» **PROBLEM STATEMENT**:
Below are some records. Say in a single number how many of their lines include the word "APPDATA".

(Stored items)
────────────────────
//! Shared test helpers for CLI integration tests.

use std::path::PathBuf;

use assert_cmd::Command;
use assert_cmd::cargo::cargo_bin_cmd;
use tempfile::TempDir;

/// Isolated test environment.
///
/// Each test gets its own temporary directory holding a workspace, a config
/// directory, and a `bin/` directory for fake build tools.
pub struct TestEnv {
  pub temp: TempDir,
}

impl TestEnv {
  pub fn new() -> Self {
    Self {
      temp: TempDir::new().unwrap(),
    }
  }

  /// A workspace containing `app/app.pro`.
  pub fn with_project() -> Self {
    let env = Self::new();
    env.write_file("ws/app/app.pro", "TEMPLATE = app\n");
    env
  }

  /// Write a file relative to the temp directory.
  pub fn write_file(&self, relative_path: &str, content: &str) -> PathBuf {
    let path = self.temp.path().join(relative_path);
    if let Some(parent) = path.parent() {
      std::fs::create_dir_all(parent).unwrap();
    }
    std::fs::write(&path, content).unwrap();
    path
  }

  /// Workspace root (canonicalized).
  pub fn workspace(&self) -> PathBuf {
    let p = self.temp.path().join("ws");
    std::fs::create_dir_all(&p).unwrap();
    dunce::canonicalize(&p).unwrap_or(p)
  }

  /// Config home (isolated per test).
  pub fn config_home(&self) -> PathBuf {
    let p = self.temp.path().join("config");
    std::fs::create_dir_all(&p).unwrap();
    dunce::canonicalize(&p).unwrap_or(p)
  }

  /// Directory for fake tools.
  pub fn bin_dir(&self) -> PathBuf {
    let p = self.temp.path().join("bin");
    std::fs::create_dir_all(&p).unwrap();
    dunce::canonicalize(&p).unwrap_or(p)
  }

  /// File the fake tools append their invocations to.
  pub fn tool_log(&self) -> PathBuf {
    self.temp.path().join("tools.log")
  }

  pub fn tool_log_lines(&self) -> Vec<String> {
    std::fs::read_to_string(self.tool_log())
      .unwrap_or_default()
      .lines()
      .map(str::to_string)
      .collect()
  }

  /// Install fake `qmake` and `make` scripts into `dir`.
  ///
  /// Each appends a line to [`TestEnv::tool_log`] and exits with
  /// `$FAKE_QMAKE_EXIT` / `$FAKE_MAKE_EXIT` (default 0).
  #[cfg(unix)]
  pub fn install_fake_tools(&self, dir: &std::path::Path) {
    std::fs::create_dir_all(dir).unwrap();
    write_script(
      &dir.join("qmake"),
      "#!/bin/sh\necho \"qmake $*\" >> \"$QBUILD_TOOL_LOG\"\nexit ${FAKE_QMAKE_EXIT:-0}\n",
    );
    write_script(
      &dir.join("make"),
      "#!/bin/sh\necho \"make in $(pwd)\" >> \"$QBUILD_TOOL_LOG\"\nexit ${FAKE_MAKE_EXIT:-0}\n",
    );
  }

  /// Get a pre-configured Command for the qbuild binary.
  ///
  /// Sets environment variables for isolated testing:
  /// - `XDG_CONFIG_HOME` / `APPDATA`: isolated settings location
  /// - `WORKSPACE`, `QTDIR`: removed, so the host's values don't leak in
  /// - `QBUILD_TOOL_LOG`: where fake tools record their invocations
  /// - `PATH`: `bin/` first, so fake tools shadow real ones
  ///
  /// Runs in the workspace directory.
  pub fn qbuild_cmd(&self) -> Command {
    let mut cmd: Command = cargo_bin_cmd!("qbuild");
    cmd.env("XDG_CONFIG_HOME", self.config_home());
    cmd.env("APPDATA", self.config_home()); // For Windows
    cmd.env_remove("WORKSPACE");
    cmd.env_remove("QTDIR");
    cmd.env("QBUILD_TOOL_LOG", self.tool_log());

    let path = std::env::var_os("PATH").unwrap_or_default();
    let mut dirs = vec![self.bin_dir()];
    dirs.extend(std::env::split_paths(&path));
    cmd.env("PATH", std::env::join_paths(dirs).unwrap());

    cmd.current_dir(self.workspace());
    cmd
  }
}

#[cfg(unix)]
fn write_script(path: &std::path::Path, content: &str) {
  use std::os::unix::fs::PermissionsExt;

  std::fs::write(path, content).unwrap();
  let mut perms = std::fs::metadata(path).unwrap().permissions();
  perms.set_mode(0o755);
  std::fs::set_permissions(path, perms).unwrap();
}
────────────────────
» **EXERCISE RESPONSE**:
2